Lacto Fermented Rice Tutorial from domesticsoul.com

 

21 COMMENTS

  1. I doubt rice will have a sour taste after soaking it in whey overnight.
    Try some idli out at a local Indian restaurant. Then check out the recipe (without baking soda) of making it at home. Not the easiest but adequately cheap. Lentil (urad daal, specifically) is soaked for 4-5 hours, ground and then allowed to ferment overnight with rice powder. The batter rises to almost 3 times and this is then steamed to make steamed rice cakes.
    I am sure you will be able to handle rice much better, this way.

  2. How come it takes longer to cook if the starch content has been reduced? My only guess is due to using the brine from the rice. Maybe the acidic brine prolongs the cooking time.

      • How do you know that in fact it made the rice easier to digest when soaking with whey?

        I’ve read that they leave it overnight with water after boiling the rice.

    • I’ve never noticed a sour flavor after fermenting it. If I had to make a guess, I’d say that it would have to ferment a lot longer than 12 or 24 hours to get the sour flavor. (In my head, I’m comparing it to sauerkraut, which gets more sour the longer you leave it – usually over months.) This short fermentation seems to be just long enough to break it down a bit without altering it too much.

      HTH!

      – DS

      • Hi. I am wondering why you site a study that is done with fermenting rice after it has been cooked (poita bhat), yet you try and ferment it before you cook it. The study done shows the release of nutrients during fermentation of the rice after it is cooked (and water is drained, rice cools off, and then soaked in fresh for 12 hours and allowed to ferment during that time. From what I understand, the soaking you are doing before is cooked, even though it contains whey, is not doing what you think it is doing. It is more of an attempt to sprout the grain before cooking it which has benefits but not near the same benefits as the study you quoted. The magic of the nutrients being released occurs with fermenting the rice AFTER it has been cooked. Please let me know if I am missing something here as I am only trying to be helpful. Thanks.

  3. Can apple cider vinegar be used instead of whey?

    And can other rice be fermented such as wild rice and Haiga-mai (germ rice)?

    Thanks

    • Hey Ally,

      I do know you can use other rices. I haven’t tried wild rice yet, but I have tried jasmine, basmati, long grain white, and so on. I bought some forbidden rice to try this on as well.. So I’m excited to try that out.
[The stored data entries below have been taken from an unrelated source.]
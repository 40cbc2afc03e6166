//! HTTP boundary for the aggregation core.
//!
//! Two endpoints, both GET. `/version` reports a constant string and never
//! touches the network. `/temperature` invokes the aggregator exactly once
//! per request and translates its `Option` into a response: a number means
//! 200, absence means 503. The boundary never substitutes a fallback
//! average.

use std::sync::Arc;

use axum::http::StatusCode;
use axum::{Json, Router, extract::State, routing::get};
use serde::Serialize;

use crate::aggregator::Aggregator;

/// Application version reported by `/version`.
pub const APP_VERSION: &str = "v0.0.1";

/// Body of the 503 returned when no box contributed a fresh measurement.
pub const NO_FRESH_DATA_MESSAGE: &str =
    "No fresh temperature measurements (newer than 1 hour) were found from the senseBoxes.";

// ---------------------------------------------------------------------------
// State
// ---------------------------------------------------------------------------

/// Shared state available to all handlers via `State`. Cheaply cloneable.
#[derive(Clone)]
pub struct AppState {
    pub aggregator: Arc<Aggregator>,
}

// ---------------------------------------------------------------------------
// Responses
// ---------------------------------------------------------------------------

#[derive(Serialize)]
struct VersionResponse {
    version: &'static str,
}

#[derive(Serialize)]
struct TemperatureOk {
    status: &'static str,
    average_temperature_c: f64,
}

#[derive(Serialize)]
struct TemperatureUnavailable {
    status: &'static str,
    message: &'static str,
}

// ---------------------------------------------------------------------------
// Handlers
// ---------------------------------------------------------------------------

async fn version() -> Json<VersionResponse> {
    Json(VersionResponse {
        version: APP_VERSION,
    })
}

async fn temperature(
    State(state): State<AppState>,
) -> Result<Json<TemperatureOk>, (StatusCode, Json<TemperatureUnavailable>)> {
    match state.aggregator.average_temperature().await {
        Some(average) => Ok(Json(TemperatureOk {
            status: "ok",
            average_temperature_c: average,
        })),
        None => Err((
            StatusCode::SERVICE_UNAVAILABLE,
            Json(TemperatureUnavailable {
                status: "error",
                message: NO_FRESH_DATA_MESSAGE,
            }),
        )),
    }
}

/// Build the application router.
pub fn router(state: AppState) -> Router {
    Router::new()
        .route("/version", get(version))
        .route("/temperature", get(temperature))
        .with_state(state)
}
      I can’t tell you if ACV would work, as I have never tried it and haven’t heard of anyone trying it. But I’ll keep an eye out for more info on it and let you know if I see anything.

  4. Do you know where I can find nutritional information on lacto-fermented rice? I’m curious about how much of the starch is eaten by the lactobacilli. I’m a pregnant,T2 diabetic trying to stay out of ketosis, while still controlling my glucose without injecting too much insulin.

    • I haven’t seen anything on the amount of starch left. Most of the nutritional information listed for fermented rice is about the increase in available nutrients. Like this statement (
      from this article):

      “About 100gm of cooked rice has only 3.4mg of iron, while for the same quantity of rice fermented for 12 hours, the iron content went up to 73.91mg. Likewise, sodium, which was 475mg came down to 303mg, potassium went up to 839mg and calcium went up from 21mg per 100gm of cooked rice to 850mg, after 12 hours of fermentation of the same quantity of rice,” Barooah said.

      Everyone seems to agree (from what I’ve read) that the starch is indeed “broken down” and leads to “increased digestibility”, but no one seems to give specific numbers. Helpful, right? I know.

      That said, it is an interesting question, so I will absolutely keep an eye out and let you know if I come across anything. I do have a number of fermentation books to get through, so who knows what I’ll come up with.